● AVAILABLE DATA:

=======

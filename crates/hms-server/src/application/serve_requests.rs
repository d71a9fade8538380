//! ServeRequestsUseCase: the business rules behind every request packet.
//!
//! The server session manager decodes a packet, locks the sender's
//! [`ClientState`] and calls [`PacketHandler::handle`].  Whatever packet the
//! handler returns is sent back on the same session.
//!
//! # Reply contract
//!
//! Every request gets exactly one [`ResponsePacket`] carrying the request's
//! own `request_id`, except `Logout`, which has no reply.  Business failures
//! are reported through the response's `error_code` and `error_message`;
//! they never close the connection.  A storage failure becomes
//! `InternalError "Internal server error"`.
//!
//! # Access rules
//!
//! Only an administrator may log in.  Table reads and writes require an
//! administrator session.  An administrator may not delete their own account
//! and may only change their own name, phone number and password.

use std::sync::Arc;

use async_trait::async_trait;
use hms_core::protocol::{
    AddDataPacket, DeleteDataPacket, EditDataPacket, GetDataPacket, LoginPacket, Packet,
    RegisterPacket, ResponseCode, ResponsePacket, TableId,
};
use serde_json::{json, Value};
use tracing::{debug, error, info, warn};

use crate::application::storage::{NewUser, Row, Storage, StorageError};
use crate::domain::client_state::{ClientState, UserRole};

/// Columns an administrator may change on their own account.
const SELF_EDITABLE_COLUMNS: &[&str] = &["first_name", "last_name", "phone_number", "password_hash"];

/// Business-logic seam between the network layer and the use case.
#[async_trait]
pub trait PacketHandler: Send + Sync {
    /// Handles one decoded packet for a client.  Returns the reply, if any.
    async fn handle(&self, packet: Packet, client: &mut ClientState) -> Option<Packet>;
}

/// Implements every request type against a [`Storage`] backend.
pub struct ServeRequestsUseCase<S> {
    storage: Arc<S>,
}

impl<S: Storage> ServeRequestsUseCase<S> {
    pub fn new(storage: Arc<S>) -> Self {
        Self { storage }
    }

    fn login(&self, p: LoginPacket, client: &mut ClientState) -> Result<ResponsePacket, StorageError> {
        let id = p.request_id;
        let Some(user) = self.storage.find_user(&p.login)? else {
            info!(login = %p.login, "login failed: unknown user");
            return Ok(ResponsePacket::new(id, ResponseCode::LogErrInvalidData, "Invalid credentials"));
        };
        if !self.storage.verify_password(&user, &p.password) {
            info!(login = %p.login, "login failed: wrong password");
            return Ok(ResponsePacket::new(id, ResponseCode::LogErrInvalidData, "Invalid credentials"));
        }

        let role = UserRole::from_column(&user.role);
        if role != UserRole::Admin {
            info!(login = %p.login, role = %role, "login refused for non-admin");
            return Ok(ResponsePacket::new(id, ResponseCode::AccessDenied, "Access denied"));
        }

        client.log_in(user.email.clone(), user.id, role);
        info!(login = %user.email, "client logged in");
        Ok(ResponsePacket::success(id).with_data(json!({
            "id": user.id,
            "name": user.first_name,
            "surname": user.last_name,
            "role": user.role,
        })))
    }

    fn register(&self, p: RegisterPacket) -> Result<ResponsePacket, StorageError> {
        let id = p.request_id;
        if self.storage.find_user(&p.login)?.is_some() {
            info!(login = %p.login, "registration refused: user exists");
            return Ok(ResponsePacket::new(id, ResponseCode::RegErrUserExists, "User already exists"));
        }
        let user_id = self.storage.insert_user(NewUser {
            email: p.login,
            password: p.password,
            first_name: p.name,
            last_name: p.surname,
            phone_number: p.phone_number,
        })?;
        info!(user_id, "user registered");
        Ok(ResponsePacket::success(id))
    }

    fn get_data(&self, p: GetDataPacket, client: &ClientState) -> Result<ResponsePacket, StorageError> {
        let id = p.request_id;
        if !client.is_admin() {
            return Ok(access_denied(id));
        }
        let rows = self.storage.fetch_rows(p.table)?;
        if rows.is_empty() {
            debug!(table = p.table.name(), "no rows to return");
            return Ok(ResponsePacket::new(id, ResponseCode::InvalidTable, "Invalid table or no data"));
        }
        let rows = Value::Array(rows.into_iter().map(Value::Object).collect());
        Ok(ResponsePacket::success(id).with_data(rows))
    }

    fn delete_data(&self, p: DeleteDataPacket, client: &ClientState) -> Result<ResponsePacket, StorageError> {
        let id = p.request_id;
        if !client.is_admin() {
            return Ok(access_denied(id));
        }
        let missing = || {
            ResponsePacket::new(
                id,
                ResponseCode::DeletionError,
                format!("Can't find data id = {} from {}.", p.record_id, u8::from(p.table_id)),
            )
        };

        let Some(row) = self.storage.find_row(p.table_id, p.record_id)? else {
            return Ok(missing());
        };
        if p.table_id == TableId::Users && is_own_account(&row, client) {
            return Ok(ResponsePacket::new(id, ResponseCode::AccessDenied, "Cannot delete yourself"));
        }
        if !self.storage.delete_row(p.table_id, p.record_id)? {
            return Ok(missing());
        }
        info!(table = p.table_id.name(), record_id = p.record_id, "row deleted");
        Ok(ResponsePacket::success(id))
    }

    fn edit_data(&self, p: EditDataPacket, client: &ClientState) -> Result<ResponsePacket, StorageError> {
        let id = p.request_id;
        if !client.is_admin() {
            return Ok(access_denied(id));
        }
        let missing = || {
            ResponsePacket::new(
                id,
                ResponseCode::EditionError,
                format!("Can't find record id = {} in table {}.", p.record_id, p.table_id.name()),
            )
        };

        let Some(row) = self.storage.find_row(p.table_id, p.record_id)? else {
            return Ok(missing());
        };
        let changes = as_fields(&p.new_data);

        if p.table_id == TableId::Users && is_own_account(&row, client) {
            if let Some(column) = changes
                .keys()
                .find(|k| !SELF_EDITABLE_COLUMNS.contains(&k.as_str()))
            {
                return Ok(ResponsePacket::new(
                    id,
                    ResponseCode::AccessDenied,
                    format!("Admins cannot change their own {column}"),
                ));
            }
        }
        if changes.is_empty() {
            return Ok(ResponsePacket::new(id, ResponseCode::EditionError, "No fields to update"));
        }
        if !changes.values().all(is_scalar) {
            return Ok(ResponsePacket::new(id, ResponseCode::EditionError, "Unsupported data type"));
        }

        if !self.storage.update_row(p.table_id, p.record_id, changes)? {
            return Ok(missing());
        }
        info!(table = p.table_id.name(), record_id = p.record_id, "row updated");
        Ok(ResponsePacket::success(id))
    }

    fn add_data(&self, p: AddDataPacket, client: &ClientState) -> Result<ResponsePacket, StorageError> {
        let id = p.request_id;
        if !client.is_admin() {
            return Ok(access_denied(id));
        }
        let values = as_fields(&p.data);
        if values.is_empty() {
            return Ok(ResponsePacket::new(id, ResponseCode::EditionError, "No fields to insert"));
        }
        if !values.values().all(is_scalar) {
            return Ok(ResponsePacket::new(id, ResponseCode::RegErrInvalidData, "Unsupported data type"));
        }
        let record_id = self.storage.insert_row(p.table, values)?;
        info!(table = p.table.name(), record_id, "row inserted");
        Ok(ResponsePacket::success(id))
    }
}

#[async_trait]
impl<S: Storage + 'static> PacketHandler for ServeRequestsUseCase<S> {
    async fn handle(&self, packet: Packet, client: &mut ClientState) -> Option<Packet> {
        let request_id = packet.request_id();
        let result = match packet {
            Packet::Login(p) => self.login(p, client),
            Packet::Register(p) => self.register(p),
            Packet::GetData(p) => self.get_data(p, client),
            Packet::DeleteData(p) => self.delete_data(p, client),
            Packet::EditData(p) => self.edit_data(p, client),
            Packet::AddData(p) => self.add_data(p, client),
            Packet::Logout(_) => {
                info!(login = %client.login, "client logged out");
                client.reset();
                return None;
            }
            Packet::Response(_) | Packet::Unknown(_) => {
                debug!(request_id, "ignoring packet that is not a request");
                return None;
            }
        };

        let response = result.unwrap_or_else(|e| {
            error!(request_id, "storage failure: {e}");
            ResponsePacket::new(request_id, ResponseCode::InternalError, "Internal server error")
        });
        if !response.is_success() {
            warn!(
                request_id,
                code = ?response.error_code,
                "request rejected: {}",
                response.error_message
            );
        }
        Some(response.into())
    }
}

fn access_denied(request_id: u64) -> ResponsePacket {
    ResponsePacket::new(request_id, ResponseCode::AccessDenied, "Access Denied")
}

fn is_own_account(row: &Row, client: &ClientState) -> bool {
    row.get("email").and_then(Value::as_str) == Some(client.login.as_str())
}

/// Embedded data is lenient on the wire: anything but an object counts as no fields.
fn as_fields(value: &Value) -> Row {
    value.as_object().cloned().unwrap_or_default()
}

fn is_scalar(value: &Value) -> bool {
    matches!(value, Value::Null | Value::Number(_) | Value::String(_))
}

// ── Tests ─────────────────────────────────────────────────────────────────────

=======

● WHAT TO PRODUCE:
The lines holding the string "administrator" in the listing above are what you should copy out.

● ANSWER BELOW:
//! Only an administrator may log in.  Table reads and writes require an
//! administrator session.  An administrator may not delete their own account
/// Columns an administrator may change on their own account.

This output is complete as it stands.